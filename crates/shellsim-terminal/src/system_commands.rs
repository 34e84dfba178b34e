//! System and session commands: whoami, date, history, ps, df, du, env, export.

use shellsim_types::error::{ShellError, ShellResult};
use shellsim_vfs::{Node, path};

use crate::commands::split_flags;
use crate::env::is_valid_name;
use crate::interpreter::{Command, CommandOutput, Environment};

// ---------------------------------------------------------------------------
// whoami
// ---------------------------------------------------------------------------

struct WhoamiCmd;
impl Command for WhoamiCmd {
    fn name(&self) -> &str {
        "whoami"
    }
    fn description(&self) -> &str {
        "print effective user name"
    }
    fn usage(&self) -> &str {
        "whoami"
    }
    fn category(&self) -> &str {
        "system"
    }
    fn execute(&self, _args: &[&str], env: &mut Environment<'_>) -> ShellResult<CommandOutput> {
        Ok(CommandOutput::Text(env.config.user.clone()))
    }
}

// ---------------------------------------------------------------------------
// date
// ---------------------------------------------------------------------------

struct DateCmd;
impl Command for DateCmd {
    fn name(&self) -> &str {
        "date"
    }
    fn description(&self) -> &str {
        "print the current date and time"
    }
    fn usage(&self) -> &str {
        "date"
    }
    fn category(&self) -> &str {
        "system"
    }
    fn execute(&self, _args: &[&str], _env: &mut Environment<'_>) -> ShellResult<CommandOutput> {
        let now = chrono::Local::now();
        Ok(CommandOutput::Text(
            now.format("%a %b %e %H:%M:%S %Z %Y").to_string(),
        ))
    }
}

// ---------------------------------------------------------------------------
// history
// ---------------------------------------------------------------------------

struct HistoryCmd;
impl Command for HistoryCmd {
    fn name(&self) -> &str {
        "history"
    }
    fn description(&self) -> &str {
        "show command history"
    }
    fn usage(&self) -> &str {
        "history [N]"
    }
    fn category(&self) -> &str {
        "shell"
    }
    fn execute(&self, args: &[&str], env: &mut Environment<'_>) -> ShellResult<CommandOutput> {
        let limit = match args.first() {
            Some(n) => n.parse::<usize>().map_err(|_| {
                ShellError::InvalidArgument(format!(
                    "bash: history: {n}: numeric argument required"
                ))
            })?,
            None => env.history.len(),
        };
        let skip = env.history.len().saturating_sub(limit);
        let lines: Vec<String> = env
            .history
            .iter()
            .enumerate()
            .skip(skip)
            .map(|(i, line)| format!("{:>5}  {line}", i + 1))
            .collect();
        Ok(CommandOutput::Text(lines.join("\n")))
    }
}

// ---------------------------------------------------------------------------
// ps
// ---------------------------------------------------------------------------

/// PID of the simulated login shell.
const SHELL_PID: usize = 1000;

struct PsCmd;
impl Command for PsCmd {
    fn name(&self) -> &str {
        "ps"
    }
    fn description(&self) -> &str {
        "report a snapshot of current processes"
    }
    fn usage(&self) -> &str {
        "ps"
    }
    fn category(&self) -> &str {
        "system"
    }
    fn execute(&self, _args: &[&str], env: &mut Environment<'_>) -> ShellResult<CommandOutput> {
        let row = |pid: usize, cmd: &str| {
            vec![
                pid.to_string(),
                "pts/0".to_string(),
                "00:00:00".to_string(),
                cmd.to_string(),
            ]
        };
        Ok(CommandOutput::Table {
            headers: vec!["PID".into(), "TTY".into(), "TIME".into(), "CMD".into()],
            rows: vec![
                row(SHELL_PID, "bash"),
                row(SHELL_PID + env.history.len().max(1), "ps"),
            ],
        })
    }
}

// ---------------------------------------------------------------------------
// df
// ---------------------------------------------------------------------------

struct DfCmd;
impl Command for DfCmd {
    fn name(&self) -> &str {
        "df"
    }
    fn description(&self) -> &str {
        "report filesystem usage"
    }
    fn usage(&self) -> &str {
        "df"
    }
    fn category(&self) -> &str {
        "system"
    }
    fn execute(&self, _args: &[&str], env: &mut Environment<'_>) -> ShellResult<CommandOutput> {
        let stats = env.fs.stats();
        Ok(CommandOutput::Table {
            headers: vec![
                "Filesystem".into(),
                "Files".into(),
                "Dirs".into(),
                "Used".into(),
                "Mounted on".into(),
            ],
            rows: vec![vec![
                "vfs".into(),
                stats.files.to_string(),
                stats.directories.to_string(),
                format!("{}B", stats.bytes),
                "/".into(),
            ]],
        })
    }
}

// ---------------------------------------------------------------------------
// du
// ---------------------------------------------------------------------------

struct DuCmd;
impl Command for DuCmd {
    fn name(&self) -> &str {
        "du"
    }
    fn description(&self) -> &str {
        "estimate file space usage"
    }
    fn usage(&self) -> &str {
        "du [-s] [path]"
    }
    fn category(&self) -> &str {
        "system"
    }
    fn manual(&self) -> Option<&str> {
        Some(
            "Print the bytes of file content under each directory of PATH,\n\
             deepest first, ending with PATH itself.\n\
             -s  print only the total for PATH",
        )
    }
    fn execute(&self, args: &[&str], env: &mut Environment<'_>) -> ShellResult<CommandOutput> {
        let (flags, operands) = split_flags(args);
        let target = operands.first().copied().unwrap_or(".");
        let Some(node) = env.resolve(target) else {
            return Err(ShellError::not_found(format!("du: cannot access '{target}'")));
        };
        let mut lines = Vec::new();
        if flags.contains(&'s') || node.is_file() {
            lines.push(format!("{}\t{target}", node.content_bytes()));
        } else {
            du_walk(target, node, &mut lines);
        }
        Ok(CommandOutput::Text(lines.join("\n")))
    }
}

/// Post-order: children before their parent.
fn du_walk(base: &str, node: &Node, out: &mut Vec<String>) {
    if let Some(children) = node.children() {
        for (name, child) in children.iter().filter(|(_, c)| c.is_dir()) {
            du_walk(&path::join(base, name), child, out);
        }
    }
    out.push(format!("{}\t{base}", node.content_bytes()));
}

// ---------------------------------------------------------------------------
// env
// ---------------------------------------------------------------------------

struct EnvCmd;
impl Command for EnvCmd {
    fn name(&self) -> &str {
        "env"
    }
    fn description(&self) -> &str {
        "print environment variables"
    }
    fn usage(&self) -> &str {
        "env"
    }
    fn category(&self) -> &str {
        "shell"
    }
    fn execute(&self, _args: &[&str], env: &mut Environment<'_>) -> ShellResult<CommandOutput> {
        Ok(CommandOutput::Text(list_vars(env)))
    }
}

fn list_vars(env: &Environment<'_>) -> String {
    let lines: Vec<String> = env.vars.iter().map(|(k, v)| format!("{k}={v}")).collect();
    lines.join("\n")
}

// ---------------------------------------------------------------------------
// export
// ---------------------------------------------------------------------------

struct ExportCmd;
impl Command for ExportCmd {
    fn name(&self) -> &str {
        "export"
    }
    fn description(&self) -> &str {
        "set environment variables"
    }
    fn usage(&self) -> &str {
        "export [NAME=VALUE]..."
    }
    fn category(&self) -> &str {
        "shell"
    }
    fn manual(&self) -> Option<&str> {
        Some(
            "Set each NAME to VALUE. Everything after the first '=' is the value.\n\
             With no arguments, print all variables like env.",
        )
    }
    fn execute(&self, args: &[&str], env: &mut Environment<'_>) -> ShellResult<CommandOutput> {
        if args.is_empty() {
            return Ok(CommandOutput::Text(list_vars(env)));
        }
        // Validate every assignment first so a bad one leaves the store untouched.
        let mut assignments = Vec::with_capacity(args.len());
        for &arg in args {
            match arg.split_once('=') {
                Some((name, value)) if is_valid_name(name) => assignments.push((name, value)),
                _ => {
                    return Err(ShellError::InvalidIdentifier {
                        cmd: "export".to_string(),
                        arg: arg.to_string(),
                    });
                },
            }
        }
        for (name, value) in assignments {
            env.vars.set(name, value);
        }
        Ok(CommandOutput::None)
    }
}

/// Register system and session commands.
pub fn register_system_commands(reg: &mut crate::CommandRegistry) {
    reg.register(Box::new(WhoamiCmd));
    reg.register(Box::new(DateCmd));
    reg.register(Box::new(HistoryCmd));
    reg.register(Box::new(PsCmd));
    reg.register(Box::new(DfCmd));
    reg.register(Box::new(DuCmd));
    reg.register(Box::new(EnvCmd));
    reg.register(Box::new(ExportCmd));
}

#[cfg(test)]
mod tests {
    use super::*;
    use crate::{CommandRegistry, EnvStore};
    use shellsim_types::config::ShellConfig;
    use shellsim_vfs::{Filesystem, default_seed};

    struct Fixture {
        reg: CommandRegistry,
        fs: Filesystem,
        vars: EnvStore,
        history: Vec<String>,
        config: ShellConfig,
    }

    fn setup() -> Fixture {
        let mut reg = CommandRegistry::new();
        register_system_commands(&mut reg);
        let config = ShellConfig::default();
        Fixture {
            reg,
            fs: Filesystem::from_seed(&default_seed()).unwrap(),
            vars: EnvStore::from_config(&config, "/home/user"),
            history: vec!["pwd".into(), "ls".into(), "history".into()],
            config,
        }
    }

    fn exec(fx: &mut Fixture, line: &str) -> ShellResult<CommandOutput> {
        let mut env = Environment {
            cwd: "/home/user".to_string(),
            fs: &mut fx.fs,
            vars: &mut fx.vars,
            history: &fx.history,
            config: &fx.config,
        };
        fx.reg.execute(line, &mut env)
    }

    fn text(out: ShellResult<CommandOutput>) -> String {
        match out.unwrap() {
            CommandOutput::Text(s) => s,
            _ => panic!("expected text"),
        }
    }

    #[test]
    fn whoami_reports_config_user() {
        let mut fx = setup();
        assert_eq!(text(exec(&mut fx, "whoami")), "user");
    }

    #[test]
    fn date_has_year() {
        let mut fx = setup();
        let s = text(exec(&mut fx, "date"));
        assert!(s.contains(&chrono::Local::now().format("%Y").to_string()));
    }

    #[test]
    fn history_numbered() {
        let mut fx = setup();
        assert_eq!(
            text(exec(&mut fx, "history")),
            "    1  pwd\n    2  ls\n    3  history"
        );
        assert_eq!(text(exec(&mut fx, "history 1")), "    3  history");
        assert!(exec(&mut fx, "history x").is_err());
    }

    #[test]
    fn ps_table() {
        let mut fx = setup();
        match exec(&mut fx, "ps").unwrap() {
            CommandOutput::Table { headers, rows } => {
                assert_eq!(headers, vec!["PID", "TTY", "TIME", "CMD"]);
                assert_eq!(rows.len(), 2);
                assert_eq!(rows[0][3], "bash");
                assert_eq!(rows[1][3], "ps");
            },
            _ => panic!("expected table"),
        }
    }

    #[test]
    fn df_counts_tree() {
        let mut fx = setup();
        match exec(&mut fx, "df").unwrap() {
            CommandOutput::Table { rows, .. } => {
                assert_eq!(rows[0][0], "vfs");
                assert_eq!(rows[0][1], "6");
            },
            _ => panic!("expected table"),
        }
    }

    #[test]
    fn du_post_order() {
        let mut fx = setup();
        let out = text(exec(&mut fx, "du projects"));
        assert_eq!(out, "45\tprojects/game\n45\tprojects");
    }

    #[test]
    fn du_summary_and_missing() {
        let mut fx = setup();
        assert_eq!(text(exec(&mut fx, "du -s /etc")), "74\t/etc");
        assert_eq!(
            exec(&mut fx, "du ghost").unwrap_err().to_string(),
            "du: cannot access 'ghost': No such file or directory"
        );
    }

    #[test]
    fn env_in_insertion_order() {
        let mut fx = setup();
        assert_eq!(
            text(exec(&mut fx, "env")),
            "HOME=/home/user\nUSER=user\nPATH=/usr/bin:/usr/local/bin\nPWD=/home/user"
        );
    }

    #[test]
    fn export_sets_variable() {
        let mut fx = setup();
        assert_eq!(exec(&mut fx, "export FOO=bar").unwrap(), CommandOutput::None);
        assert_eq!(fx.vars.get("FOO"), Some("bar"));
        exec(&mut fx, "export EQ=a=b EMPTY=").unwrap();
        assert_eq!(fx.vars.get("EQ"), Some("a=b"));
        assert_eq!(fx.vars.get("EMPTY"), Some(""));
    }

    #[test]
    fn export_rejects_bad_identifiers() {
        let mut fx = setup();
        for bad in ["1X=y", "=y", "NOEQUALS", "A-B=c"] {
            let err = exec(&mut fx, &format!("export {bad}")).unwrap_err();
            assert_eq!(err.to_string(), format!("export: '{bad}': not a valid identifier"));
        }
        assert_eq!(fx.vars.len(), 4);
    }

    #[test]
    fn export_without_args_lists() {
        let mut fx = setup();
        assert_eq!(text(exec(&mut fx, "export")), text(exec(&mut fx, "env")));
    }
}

====

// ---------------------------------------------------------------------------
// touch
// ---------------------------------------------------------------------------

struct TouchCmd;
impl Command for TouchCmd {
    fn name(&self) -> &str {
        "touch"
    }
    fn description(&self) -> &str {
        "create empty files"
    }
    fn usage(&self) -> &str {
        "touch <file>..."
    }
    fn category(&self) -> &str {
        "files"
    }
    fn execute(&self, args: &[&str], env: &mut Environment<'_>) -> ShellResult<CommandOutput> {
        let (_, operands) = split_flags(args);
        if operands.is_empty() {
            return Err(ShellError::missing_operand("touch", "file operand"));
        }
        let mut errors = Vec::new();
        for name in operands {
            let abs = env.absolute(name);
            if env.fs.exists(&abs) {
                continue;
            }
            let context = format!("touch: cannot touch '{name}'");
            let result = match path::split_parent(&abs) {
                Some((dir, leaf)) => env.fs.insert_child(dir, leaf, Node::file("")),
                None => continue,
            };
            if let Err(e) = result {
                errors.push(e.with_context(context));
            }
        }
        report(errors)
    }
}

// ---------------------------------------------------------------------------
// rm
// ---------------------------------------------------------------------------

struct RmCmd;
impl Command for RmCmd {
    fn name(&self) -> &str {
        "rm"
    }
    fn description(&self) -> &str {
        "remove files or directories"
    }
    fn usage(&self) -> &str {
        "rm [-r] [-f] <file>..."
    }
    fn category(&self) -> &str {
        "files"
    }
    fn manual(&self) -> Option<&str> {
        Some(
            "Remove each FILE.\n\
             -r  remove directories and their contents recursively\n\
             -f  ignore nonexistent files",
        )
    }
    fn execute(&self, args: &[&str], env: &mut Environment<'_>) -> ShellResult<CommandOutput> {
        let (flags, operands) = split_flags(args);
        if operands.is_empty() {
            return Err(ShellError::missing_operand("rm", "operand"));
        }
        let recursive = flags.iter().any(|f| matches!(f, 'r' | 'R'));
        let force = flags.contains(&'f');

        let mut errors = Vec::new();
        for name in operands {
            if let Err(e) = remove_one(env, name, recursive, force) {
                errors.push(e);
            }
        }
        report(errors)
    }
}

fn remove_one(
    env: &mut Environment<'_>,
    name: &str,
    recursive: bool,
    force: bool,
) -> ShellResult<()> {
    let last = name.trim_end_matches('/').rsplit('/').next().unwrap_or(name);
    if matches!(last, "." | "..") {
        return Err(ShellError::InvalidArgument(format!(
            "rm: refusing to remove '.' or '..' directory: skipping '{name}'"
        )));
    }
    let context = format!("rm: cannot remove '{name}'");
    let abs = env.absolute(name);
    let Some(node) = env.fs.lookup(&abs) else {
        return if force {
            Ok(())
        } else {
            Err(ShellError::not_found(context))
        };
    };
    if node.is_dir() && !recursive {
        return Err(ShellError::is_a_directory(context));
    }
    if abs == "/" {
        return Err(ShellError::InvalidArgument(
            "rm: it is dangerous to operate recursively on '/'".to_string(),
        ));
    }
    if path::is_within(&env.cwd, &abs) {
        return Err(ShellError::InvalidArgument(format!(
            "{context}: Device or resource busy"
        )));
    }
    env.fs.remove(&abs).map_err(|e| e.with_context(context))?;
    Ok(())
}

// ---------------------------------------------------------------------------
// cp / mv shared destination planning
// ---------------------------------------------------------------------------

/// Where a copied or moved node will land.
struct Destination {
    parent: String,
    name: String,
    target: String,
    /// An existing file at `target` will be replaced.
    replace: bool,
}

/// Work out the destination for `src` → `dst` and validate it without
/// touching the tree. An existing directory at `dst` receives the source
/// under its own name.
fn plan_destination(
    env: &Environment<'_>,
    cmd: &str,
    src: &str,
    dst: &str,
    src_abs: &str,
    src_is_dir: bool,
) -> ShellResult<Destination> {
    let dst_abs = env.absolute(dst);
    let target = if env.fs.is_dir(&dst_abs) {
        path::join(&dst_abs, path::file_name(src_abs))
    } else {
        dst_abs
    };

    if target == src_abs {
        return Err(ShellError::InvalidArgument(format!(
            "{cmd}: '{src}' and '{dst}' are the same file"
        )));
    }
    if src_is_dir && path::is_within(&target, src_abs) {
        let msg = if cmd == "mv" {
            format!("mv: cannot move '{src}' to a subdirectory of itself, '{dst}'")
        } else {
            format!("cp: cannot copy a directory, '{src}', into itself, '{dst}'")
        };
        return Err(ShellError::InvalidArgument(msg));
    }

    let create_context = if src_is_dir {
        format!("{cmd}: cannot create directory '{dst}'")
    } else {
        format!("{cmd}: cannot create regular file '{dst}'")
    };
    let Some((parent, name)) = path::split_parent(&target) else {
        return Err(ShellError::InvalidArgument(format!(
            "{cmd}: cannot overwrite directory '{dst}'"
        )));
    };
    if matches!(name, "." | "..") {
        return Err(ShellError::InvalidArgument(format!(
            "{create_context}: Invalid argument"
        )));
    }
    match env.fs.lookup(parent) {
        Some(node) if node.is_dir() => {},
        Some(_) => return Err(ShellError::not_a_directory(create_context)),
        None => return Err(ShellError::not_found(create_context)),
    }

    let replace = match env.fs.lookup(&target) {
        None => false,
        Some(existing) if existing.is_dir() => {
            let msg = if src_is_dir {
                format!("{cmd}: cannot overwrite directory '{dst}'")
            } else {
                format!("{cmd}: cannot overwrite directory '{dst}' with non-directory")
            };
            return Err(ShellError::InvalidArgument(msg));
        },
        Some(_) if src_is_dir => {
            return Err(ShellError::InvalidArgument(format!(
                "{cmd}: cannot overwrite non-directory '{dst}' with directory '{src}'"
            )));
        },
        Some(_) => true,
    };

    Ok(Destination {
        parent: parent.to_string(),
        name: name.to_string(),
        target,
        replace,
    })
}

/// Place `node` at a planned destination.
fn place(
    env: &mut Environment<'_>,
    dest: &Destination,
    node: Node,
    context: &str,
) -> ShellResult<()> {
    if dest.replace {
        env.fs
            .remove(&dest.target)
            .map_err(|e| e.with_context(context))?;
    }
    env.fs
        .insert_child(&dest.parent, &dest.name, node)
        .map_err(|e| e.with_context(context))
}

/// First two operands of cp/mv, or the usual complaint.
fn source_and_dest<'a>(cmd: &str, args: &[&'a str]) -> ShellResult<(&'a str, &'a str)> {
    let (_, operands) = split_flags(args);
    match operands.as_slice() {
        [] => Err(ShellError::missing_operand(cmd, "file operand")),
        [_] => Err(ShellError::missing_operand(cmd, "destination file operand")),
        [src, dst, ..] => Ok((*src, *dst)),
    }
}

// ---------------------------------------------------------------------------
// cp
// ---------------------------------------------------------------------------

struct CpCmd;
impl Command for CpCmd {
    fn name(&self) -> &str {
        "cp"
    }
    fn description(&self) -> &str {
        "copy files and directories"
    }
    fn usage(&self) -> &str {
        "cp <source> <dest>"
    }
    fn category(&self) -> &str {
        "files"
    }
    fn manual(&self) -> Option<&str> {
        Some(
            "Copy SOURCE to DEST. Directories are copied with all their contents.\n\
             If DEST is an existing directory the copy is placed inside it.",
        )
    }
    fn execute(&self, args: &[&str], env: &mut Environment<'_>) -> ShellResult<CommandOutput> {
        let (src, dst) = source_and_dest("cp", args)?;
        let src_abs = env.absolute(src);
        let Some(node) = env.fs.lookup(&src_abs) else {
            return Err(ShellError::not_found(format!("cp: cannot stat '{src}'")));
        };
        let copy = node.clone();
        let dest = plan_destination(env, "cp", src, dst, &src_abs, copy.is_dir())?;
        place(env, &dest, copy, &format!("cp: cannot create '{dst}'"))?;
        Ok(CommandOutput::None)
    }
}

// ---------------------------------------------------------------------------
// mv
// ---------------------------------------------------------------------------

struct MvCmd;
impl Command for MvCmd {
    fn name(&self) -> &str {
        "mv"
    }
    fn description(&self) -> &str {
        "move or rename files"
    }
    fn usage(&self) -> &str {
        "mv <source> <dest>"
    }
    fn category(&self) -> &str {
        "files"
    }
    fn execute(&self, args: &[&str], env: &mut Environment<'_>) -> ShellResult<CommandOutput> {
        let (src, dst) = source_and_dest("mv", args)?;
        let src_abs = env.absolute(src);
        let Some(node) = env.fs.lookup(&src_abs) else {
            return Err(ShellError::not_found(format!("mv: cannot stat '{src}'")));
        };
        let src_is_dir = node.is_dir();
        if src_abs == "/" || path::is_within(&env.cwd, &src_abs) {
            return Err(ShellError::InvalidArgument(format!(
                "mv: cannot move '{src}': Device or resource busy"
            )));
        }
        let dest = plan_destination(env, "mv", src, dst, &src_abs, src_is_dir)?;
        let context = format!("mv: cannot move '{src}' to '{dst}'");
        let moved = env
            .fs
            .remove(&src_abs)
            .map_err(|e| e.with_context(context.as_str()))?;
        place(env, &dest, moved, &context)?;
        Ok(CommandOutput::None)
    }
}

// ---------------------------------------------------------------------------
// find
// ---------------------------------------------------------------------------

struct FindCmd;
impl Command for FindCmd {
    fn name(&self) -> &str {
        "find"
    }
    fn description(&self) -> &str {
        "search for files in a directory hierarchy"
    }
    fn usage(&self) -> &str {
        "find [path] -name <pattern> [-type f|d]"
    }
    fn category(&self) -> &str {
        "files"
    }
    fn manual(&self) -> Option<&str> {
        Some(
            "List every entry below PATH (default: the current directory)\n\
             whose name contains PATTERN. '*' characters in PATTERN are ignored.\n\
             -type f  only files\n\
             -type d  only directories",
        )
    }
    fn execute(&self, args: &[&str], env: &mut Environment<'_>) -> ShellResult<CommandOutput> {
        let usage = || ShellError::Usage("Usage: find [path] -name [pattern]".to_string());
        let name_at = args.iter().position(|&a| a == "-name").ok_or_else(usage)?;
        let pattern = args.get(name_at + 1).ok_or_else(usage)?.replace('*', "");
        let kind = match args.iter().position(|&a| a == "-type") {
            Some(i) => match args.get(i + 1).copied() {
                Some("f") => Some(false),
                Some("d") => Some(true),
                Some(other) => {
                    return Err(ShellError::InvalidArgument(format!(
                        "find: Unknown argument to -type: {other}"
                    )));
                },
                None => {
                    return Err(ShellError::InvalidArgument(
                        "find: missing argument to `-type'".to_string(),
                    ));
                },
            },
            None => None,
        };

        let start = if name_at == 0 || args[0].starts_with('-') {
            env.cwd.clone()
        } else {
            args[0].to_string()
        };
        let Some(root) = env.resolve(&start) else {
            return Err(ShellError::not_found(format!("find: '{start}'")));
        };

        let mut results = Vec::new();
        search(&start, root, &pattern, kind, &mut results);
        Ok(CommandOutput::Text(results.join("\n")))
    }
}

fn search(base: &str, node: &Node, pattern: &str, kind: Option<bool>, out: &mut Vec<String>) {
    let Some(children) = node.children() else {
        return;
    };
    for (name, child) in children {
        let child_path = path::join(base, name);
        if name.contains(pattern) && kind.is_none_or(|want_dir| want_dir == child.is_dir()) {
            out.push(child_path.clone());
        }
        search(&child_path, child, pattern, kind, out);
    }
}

====

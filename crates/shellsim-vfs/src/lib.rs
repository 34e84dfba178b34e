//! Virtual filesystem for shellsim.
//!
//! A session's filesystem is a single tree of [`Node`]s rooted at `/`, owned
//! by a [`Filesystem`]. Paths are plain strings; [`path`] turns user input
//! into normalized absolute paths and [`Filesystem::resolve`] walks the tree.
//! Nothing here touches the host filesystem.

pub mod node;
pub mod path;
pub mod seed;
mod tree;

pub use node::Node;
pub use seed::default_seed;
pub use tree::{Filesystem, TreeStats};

====

* **About this task**:
The answer is each line from the entries above in which the word "crates" occurs.

* **Exercise response**:
filename crates/shellsim-terminal/src/system_commands.rs
filename crates/shellsim-vfs/src/lib.rs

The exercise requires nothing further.